*** Opening DATASET CONTENT ***
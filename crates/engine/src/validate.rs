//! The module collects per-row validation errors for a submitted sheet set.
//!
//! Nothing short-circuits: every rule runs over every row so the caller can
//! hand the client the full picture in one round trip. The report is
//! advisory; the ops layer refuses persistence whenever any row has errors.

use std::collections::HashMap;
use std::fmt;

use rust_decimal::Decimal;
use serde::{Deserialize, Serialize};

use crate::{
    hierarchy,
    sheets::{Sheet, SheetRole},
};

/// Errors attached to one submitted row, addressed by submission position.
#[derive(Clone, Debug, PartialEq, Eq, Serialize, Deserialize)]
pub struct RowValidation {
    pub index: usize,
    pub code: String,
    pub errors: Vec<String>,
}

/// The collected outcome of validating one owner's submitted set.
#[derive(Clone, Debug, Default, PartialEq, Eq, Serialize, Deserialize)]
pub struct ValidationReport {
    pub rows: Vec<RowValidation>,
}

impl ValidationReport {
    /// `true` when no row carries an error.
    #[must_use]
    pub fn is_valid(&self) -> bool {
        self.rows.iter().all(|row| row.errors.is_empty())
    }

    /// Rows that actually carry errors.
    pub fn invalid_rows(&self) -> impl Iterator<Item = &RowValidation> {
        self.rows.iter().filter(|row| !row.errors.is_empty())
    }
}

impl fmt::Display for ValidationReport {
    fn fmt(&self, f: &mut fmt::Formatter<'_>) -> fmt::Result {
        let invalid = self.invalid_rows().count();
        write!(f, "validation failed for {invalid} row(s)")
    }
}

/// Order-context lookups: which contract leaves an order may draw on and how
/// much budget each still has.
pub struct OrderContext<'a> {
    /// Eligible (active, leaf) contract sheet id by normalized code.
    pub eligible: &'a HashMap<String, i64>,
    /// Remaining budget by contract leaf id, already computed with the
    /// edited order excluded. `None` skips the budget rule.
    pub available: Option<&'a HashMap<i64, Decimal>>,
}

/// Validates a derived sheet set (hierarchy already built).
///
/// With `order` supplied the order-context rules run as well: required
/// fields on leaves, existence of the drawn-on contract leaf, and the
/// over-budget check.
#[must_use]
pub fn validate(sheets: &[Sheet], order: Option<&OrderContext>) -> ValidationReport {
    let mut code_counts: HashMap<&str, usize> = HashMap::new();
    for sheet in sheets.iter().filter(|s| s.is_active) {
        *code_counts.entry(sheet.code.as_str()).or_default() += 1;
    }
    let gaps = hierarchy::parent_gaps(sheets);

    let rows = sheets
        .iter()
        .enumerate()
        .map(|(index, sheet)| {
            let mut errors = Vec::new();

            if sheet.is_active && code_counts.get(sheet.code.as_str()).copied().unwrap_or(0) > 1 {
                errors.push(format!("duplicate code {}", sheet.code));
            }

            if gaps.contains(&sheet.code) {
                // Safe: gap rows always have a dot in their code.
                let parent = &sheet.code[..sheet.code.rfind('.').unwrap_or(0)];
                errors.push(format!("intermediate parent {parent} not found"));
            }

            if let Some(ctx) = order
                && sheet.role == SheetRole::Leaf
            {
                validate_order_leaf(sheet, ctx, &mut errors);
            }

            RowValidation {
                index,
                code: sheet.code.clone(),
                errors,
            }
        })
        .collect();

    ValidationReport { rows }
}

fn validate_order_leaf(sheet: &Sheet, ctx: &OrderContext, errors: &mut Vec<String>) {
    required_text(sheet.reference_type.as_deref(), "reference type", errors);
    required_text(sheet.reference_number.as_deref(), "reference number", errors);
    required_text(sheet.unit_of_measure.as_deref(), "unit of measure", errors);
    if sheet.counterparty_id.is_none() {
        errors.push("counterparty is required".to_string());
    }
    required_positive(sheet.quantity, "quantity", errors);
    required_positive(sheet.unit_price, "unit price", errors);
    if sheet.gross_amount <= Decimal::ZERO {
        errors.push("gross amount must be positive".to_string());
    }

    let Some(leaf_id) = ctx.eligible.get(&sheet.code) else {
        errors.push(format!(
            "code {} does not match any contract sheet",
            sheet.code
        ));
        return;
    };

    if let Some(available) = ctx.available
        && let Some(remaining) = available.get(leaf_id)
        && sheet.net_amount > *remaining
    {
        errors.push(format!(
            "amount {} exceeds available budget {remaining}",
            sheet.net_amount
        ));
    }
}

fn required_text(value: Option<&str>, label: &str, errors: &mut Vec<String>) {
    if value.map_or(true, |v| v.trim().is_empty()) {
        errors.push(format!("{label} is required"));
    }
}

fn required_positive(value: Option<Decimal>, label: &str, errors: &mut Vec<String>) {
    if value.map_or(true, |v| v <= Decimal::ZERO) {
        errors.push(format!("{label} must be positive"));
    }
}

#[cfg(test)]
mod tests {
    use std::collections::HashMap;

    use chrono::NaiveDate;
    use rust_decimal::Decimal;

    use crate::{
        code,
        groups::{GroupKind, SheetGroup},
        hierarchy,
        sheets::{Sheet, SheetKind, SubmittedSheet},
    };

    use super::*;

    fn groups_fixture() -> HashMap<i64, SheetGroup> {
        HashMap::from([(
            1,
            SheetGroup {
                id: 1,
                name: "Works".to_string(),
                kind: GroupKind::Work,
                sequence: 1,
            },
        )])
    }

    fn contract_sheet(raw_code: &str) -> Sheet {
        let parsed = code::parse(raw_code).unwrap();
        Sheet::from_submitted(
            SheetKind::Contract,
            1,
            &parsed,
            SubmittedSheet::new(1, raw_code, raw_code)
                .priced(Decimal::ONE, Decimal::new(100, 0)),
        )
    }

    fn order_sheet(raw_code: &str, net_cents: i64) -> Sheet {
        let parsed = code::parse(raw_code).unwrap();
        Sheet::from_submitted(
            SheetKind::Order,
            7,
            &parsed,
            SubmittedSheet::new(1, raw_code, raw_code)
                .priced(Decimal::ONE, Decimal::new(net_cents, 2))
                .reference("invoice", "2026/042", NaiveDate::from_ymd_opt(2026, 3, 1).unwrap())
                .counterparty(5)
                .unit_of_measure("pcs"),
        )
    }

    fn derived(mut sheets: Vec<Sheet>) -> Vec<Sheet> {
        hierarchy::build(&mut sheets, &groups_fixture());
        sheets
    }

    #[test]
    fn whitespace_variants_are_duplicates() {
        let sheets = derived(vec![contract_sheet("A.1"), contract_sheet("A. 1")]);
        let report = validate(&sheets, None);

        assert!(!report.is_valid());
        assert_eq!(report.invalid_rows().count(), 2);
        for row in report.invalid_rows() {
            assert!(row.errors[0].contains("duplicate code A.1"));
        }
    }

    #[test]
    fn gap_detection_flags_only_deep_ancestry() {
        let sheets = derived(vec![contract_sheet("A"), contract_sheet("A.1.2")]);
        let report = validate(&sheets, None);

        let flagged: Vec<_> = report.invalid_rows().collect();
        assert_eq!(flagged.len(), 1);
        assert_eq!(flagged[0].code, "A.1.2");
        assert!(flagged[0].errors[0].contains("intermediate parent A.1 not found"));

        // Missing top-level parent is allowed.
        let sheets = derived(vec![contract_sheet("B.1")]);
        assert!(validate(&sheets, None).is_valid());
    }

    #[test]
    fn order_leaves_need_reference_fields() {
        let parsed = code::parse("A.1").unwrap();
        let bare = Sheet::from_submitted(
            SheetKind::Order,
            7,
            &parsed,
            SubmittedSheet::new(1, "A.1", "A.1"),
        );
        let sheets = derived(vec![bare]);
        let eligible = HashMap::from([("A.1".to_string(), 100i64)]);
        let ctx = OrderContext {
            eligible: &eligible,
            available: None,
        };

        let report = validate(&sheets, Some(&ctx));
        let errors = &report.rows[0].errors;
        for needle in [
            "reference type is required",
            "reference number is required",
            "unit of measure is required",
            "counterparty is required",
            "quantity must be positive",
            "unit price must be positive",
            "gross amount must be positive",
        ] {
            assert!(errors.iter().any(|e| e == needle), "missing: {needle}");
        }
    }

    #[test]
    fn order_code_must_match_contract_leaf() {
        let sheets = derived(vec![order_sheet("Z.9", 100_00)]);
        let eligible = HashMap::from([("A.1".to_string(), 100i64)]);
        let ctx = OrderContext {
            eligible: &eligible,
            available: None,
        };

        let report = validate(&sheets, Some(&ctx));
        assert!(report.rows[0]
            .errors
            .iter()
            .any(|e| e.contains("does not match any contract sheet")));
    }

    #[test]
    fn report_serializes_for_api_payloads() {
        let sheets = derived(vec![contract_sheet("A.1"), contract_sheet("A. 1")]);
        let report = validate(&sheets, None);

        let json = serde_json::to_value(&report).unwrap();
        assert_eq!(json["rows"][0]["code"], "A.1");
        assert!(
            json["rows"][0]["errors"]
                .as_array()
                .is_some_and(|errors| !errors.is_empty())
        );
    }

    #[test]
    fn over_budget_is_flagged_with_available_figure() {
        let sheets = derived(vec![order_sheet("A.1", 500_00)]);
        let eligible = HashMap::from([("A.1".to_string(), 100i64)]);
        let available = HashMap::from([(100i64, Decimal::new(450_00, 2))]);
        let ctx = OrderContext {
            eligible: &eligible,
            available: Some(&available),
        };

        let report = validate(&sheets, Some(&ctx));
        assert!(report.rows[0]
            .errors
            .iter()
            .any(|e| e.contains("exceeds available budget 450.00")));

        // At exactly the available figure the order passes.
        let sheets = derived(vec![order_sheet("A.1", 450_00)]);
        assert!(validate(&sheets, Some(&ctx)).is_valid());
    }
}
*** Closing DATASET CONTENT ***
> _EXERCISE BRIEF_: When a line in the listing has the word "index", return that line.

> _TASK SOLUTION_:
    pub index: usize,
        .map(|(index, sheet)| {
                index,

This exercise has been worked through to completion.